IRDR0004 Coursework (2022/2023)
Hello, dear friend, you can consult us at any time if you have any questions, add WeChat: daixieit
IRDR0004 Coursework (2022/2023)
Computer-Based R Exercise & Report
IRDR0004 Coursework Assessment
Instructions: You are required to submit a report answering all questions. The report must be submitted any time before 13:00 (UK) September 6, 2023. All written answers for questions, including scripts, outputs displayed on R Console (screenshots) and graphical plots should be written and saved as PDF file.

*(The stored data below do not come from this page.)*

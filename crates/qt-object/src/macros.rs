use std::collections::BTreeMap;

use qt_types::Diagnostic;
use serde::{Deserialize, Serialize};

use crate::args::{clean_arg, split_named};
use crate::error::{ObjectError, ObjectResult};

/// One declared macro parameter.
#[derive(Debug, Clone, PartialEq, Eq, Serialize, Deserialize)]
pub struct Param {
    /// Name without the `$` sigil.
    pub name: String,
    #[serde(default, skip_serializing_if = "Option::is_none")]
    pub default: Option<String>,
    #[serde(default, skip_serializing_if = "String::is_empty")]
    pub doc: String,
    /// Keyword-only: must be passed as `name=value`.
    #[serde(default, skip_serializing_if = "std::ops::Not::not")]
    pub named: bool,
}

impl Param {
    pub fn new(name: &str) -> Self {
        Self {
            name: name.to_string(),
            default: None,
            doc: String::new(),
            named: false,
        }
    }
}

/// A parametrized text object (`m4_NAME`).
#[derive(Debug, Clone, PartialEq, Eq, Serialize, Deserialize)]
pub struct Macro {
    pub id: String,
    #[serde(default)]
    pub synopsis: String,
    #[serde(default)]
    pub params: Vec<Param>,
    #[serde(default, skip_serializing_if = "Vec::is_empty")]
    pub examples: Vec<String>,
    #[serde(default)]
    pub body: String,
}

impl Macro {
    pub fn new(id: &str) -> Self {
        Self {
            id: id.to_string(),
            synopsis: String::new(),
            params: Vec::new(),
            examples: Vec::new(),
            body: String::new(),
        }
    }

    fn object(&self) -> String {
        format!("m4_{}", self.id)
    }

    /// Bind raw call arguments to parameters.
    ///
    /// Positional arguments bind in declaration order; `name=value` binds by
    /// name when `name` is a declared parameter. Unbound parameters take
    /// their default, or the empty string.
    pub fn bind(&self, raw_args: &[String]) -> ObjectResult<BTreeMap<String, String>> {
        let mut bound: BTreeMap<String, String> = BTreeMap::new();
        let mut position = 0;
        for raw in raw_args {
            let keyword = split_named(raw)
                .filter(|(name, _)| self.params.iter().any(|p| p.name == *name));
            let (param, value) = match keyword {
                Some((name, value)) => (name.to_string(), value),
                None => {
                    let param = self.params.get(position).ok_or_else(|| {
                        ObjectError::TooManyArgs {
                            object: self.object(),
                            given: raw_args.len(),
                            max: self.params.len(),
                        }
                    })?;
                    if param.named {
                        return Err(ObjectError::NamedOnly {
                            object: self.object(),
                            param: param.name.clone(),
                        });
                    }
                    position += 1;
                    (param.name.clone(), raw.as_str())
                }
            };
            if bound.contains_key(&param) {
                return Err(ObjectError::DuplicateArg {
                    object: self.object(),
                    param,
                });
            }
            bound.insert(param, clean_arg(value));
        }
        for param in &self.params {
            bound
                .entry(param.name.clone())
                .or_insert_with(|| param.default.clone().unwrap_or_default());
        }
        Ok(bound)
    }

    /// Render the body: `$param` takes the bound value, `%key` the value of
    /// `key` in `env`. Longer names win over their prefixes.
    pub fn render(&self, bound: &BTreeMap<String, String>, env: &BTreeMap<String, String>) -> String {
        let mut table: Vec<(String, &str)> = bound
            .iter()
            .map(|(k, v)| (format!("${k}"), v.as_str()))
            .chain(env.iter().map(|(k, v)| (format!("%{k}"), v.as_str())))
            .collect();
        table.sort_by(|a, b| b.0.len().cmp(&a.0.len()));

        let body = self.body.as_str();
        let mut out = String::with_capacity(body.len());
        let mut rest = body;
        while let Some(idx) = rest.find(['$', '%']) {
            out.push_str(&rest[..idx]);
            let tail = &rest[idx..];
            match table.iter().find(|(pattern, _)| tail.starts_with(pattern.as_str())) {
                Some((pattern, value)) => {
                    out.push_str(value);
                    rest = &tail[pattern.len()..];
                }
                None => {
                    out.push_str(&tail[..1]);
                    rest = &tail[1..];
                }
            }
        }
        out.push_str(rest);
        out
    }

    /// Text whose references are the macro's dependencies.
    pub fn deps_text(&self) -> String {
        let mut text = self.body.clone();
        for default in self.params.iter().filter_map(|p| p.default.as_deref()) {
            text.push('\n');
            text.push_str(default);
        }
        text
    }

    pub fn lint(&self) -> Vec<Diagnostic> {
        let mut found = Vec::new();
        if self.synopsis.trim().is_empty() {
            found.push(
                Diagnostic::new("macro.lint.synopsis", "synopsis is missing")
                    .with_object(self.object()),
            );
        }
        for param in self.params.iter().filter(|p| p.doc.trim().is_empty()) {
            found.push(
                Diagnostic::new(
                    "macro.lint.paramdoc",
                    format!("parameter `{}` is not documented", param.name),
                )
                .with_object(self.object()),
            );
        }
        found
    }
}

#[cfg(test)]
mod tests {
    use super::*;

    fn greet() -> Macro {
        let mut m = Macro::new("GREET");
        m.synopsis = "Greets".into();
        let mut name = Param::new("name");
        name.default = Some("Friend".into());
        name.doc = "who".into();
        m.params.push(name);
        m.body = "Hi, $name!".into();
        m
    }

    fn two_params() -> Macro {
        let mut m = Macro::new("PAIR");
        m.params.push(Param::new("a"));
        let mut b = Param::new("b");
        b.default = Some("X".into());
        m.params.push(b);
        m.body = "$a-$b".into();
        m
    }

    fn args(list: &[&str]) -> Vec<String> {
        list.iter().map(|s| s.to_string()).collect()
    }

    // ----- Binding -----

    #[test]
    fn positional_then_defaults() {
        let bound = two_params().bind(&args(&["1"])).unwrap();
        assert_eq!(bound["a"], "1");
        assert_eq!(bound["b"], "X");
    }

    #[test]
    fn too_many_arguments_fail() {
        let err = two_params().bind(&args(&["1", "2", "3"])).unwrap_err();
        assert_eq!(err.code(), "macro.args.toomany");
    }

    #[test]
    fn missing_without_default_is_empty() {
        let bound = two_params().bind(&[]).unwrap();
        assert_eq!(bound["a"], "");
        assert_eq!(bound["b"], "X");
    }

    #[test]
    fn keyword_binding() {
        let bound = two_params().bind(&args(&["b=«y, z»", "1"])).unwrap();
        assert_eq!(bound["a"], "1");
        assert_eq!(bound["b"], "y, z");
    }

    #[test]
    fn keyword_for_unknown_name_is_positional() {
        let bound = two_params().bind(&args(&["c=1"])).unwrap();
        assert_eq!(bound["a"], "c=1");
    }

    #[test]
    fn duplicate_binding_fails() {
        let err = two_params().bind(&args(&["1", "a=2"])).unwrap_err();
        assert_eq!(err.code(), "macro.args.twice");
    }

    #[test]
    fn named_only_parameter() {
        let mut m = two_params();
        m.params[0].named = true;
        assert_eq!(m.bind(&args(&["1"])).unwrap_err().code(), "macro.args.named");
        assert_eq!(m.bind(&args(&["a=1"])).unwrap()["a"], "1");
    }

    // ----- Rendering -----

    #[test]
    fn render_substitutes_params() {
        let m = greet();
        let bound = m.bind(&args(&["World"])).unwrap();
        assert_eq!(m.render(&bound, &BTreeMap::new()), "Hi, World!");
    }

    #[test]
    fn render_prefers_longest_name_and_env() {
        let mut m = Macro::new("X");
        m.params = vec![Param::new("n"), Param::new("name")];
        m.body = "$name/$n in %qpath, 100% $other".into();
        let bound = m.bind(&args(&["1", "2"])).unwrap();
        let env = BTreeMap::from([("qpath".to_string(), "/a/b.m".to_string())]);
        assert_eq!(m.render(&bound, &env), "2/1 in /a/b.m, 100% $other");
    }

    #[test]
    fn deps_text_includes_defaults() {
        let mut m = two_params();
        m.params[1].default = Some("m4_OTHER".into());
        assert!(m.deps_text().contains("m4_OTHER"));
    }

    // ----- Lint -----

    #[test]
    fn lint_flags_missing_docs() {
        assert!(greet().lint().is_empty());
        let codes: Vec<String> = two_params().lint().into_iter().map(|d| d.code).collect();
        assert_eq!(
            codes,
            vec!["macro.lint.synopsis", "macro.lint.paramdoc", "macro.lint.paramdoc"]
        );
    }
}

You are provided with the dataset to which you will further have to apply the algorithms to make the records personalised based on your UCL ID number so that each student has unique coursework.
Failure to comply with the above instructions or any documentation (i.e., script separate file/zip, fail to randomize your data) missing from the submission will lead to an automatic deduction of 20 marks.
The report must be submitted through the UCL Assessment system. Bear in mind that any detected plagiarism will result in zero marks for all involved, and disciplinary procedures will be followed as per UCL policy.
Please attempt to answer all questions. Throughout the coursework, you will be asked to generate/make data unique using your own ID number. Questions with higher difficulty yield more points.
FAQs
1. What do I need to submit?
You must submit two documents: (1) Part 1: the full report in PDFformat (.pdf) containing the analysis code, all written answers with its corresponding R console outputs (using screenshots) and plots; (2) Part 2: the R script file (.R) with codes used for to answer the questions and generating all outputs.
2. When asked to provide codes for certain questions – must I write the full function or just type the test code we suppose to use?
You must provide the code in full of the optional arguments
3. What is the maximum word limit or a max number of words per question?
There is no word limit. For the statistical question - when writing your answers (especially for null & alternative hypotheses as well as giving interpretations) keep them as concise as much as possible – avoid waffling.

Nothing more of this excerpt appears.